Proinflammatory cytokines, such as tumor necrosis factor-alpha (TNF-α) and interleukin-1beta (IL-1β), impairs long-term potentiation (LTP) in hippocampus, a synaptic model of memory, while in spinal dorsal horn TNF-α is found to induce LTP of C-fiber evoked field potentials in rats with nerve injury. In the present work the role of IL-1β in the spinal LTP of C-fiber evoked field potentials, which is important for pathological pain, was investigated in both physiological and pathological conditions. We found that spinal application of IL-1β at the concentrations up to 500 ng/ml affected neither basal synaptic transmission mediated by C-fiber nor spinal LTP induced by tetanic stimulation in intact rats. In rats with neuropathic pain produced by spared nerve injury (SNI) or lumbar 5 ventral root transection (L5 VRT), however, IL- 1β at a low concentration (5 ng/ml) induced LTP of C-fiber evoked field potentials.

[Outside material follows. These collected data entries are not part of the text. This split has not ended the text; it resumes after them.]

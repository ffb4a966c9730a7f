//! User Storage
//! Mission: Securely store and manage user accounts with SQLite

use crate::auth::models::{User, UserRole};
use crate::db::Db;
use anyhow::{Context, Result};
use bcrypt::{hash, verify, DEFAULT_COST};
use rusqlite::{params, ErrorCode};
use std::fmt;
use tracing::{info, warn};

/// Seeded once at startup when no user with this name exists.
const DEFAULT_ADMIN_NAME: &str = "admin";
const DEFAULT_ADMIN_PASSWORD: &str = "adminpass";

/// Errors surfaced by the credential store.
///
/// `InvalidCredentials` deliberately covers both "unknown user" and "wrong
/// password" so a caller cannot tell which half failed.
#[derive(Debug)]
pub enum UserStoreError {
    InvalidCredentials,
    DuplicateName,
    Storage(anyhow::Error),
}

impl fmt::Display for UserStoreError {
    fn fmt(&self, f: &mut fmt::Formatter<'_>) -> fmt::Result {
        match self {
            UserStoreError::InvalidCredentials => write!(f, "Invalid credentials"),
            UserStoreError::DuplicateName => write!(f, "User name already exists"),
            UserStoreError::Storage(e) => write!(f, "Storage error: {}", e),
        }
    }
}

impl std::error::Error for UserStoreError {}

impl From<rusqlite::Error> for UserStoreError {
    fn from(e: rusqlite::Error) -> Self {
        UserStoreError::Storage(e.into())
    }
}

impl From<bcrypt::BcryptError> for UserStoreError {
    fn from(e: bcrypt::BcryptError) -> Self {
        UserStoreError::Storage(e.into())
    }
}

/// User storage with SQLite backend
#[derive(Clone)]
pub struct UserStore {
    db: Db,
}

impl UserStore {
    /// Create a new user store, initialize the schema, and seed the default
    /// admin account if it is missing.
    pub fn new(db: Db) -> Result<Self> {
        let store = Self { db };
        store.init_db()?;
        Ok(store)
    }

    fn init_db(&self) -> Result<()> {
        let conn = self.db.lock();

        conn.execute(
            "CREATE TABLE IF NOT EXISTS users (
                id INTEGER PRIMARY KEY AUTOINCREMENT,
                name TEXT UNIQUE NOT NULL,
                password_hash TEXT NOT NULL,
                role TEXT NOT NULL
            )",
            [],
        )?;

        // One-time idempotent seeding of the default admin.
        let exists: i64 = conn
            .query_row(
                "SELECT COUNT(*) FROM users WHERE name = ?1",
                params![DEFAULT_ADMIN_NAME],
                |row| row.get(0),
            )
            .context("Failed to check for default admin")?;

        if exists == 0 {
            let password_hash =
                hash(DEFAULT_ADMIN_PASSWORD, DEFAULT_COST).context("Failed to hash password")?;
            conn.execute(
                "INSERT INTO users (name, password_hash, role) VALUES (?1, ?2, ?3)",
                params![DEFAULT_ADMIN_NAME, password_hash, UserRole::Admin.as_str()],
            )
            .context("Failed to insert default admin")?;

            info!("Default admin user created (name: admin)");
            warn!("Change the default admin password in production");
        }

        Ok(())
    }

    fn row_to_user(row: &rusqlite::Row<'_>) -> rusqlite::Result<User> {
        let role_str: String = row.get(3)?;
        let role = UserRole::from_str(&role_str).ok_or_else(|| {
            rusqlite::Error::FromSqlConversionFailure(
                3,
                rusqlite::types::Type::Text,
                format!("unknown role: {}", role_str).into(),
            )
        })?;
        Ok(User {
            id: row.get(0)?,
            name: row.get(1)?,
            password_hash: row.get(2)?,
            role,
        })
    }

    /// Get user by display name
    pub fn get_user_by_name(&self, name: &str) -> Result<Option<User>, UserStoreError> {
        let conn = self.db.lock();
        let mut stmt = conn
            .prepare("SELECT id, name, password_hash, role FROM users WHERE name = ?1")?;

        match stmt.query_row(params![name], Self::row_to_user) {
            Ok(user) => Ok(Some(user)),
            Err(rusqlite::Error::QueryReturnedNoRows) => Ok(None),
            Err(e) => Err(e.into()),
        }
    }

    /// Verify a name/password pair and return the matching user.
    ///
    /// Unknown name and wrong password both return
    /// [`UserStoreError::InvalidCredentials`].
    pub fn verify_credentials(&self, name: &str, password: &str) -> Result<User, UserStoreError> {
        let user = self
            .get_user_by_name(name)?
            .ok_or(UserStoreError::InvalidCredentials)?;

        // bcrypt's verify does the scheme-defined constant-time comparison.
        if verify(password, &user.password_hash)? {
            Ok(user)
        } else {
            Err(UserStoreError::InvalidCredentials)
        }
    }

    /// Create a new user with a freshly computed password hash.
    pub fn create_user(
        &self,
        name: &str,
        password: &str,
        role: UserRole,
    ) -> Result<User, UserStoreError> {
        let password_hash = hash(password, DEFAULT_COST)?;

        let conn = self.db.lock();
        let result = conn.execute(
            "INSERT INTO users (name, password_hash, role) VALUES (?1, ?2, ?3)",
            params![name, password_hash, role.as_str()],
        );

        match result {
            Ok(_) => {
                let id = conn.last_insert_rowid();
                info!("Created user: {} ({})", name, role.as_str());
                Ok(User {
                    id,
                    name: name.to_string(),
                    password_hash,
                    role,
                })
            }
            Err(rusqlite::Error::SqliteFailure(e, _))
                if e.code == ErrorCode::ConstraintViolation =>
            {
                Err(UserStoreError::DuplicateName)
            }
            Err(e) => Err(e.into()),
        }
    }

    /// List all users. Password hashes stay out of the serialized form via
    /// `#[serde(skip_serializing)]` on [`User`].
    pub fn list_users(&self) -> Result<Vec<User>, UserStoreError> {
        let conn = self.db.lock();
        let mut stmt =
            conn.prepare("SELECT id, name, password_hash, role FROM users ORDER BY id")?;

        let users = stmt
            .query_map([], Self::row_to_user)?
            .collect::<Result<Vec<_>, _>>()?;

        Ok(users)
    }
}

Pretreatment with either p38 MAPK inhibitor (SB203580) or NF-κB inhibitor (PDTC) but not with JNK inhibitor (SP600125) completely blocked LTP induced by IL-1β in SNI rats. Taken together, the results indicated that exogenous IL-1β might induce spinal LTP only in rats with nerve injury but not in intact rats. The differential effects of proinflammatory cytokines on synaptic plasticity in spinal dorsal horn and in hippocampus may be clinically significant.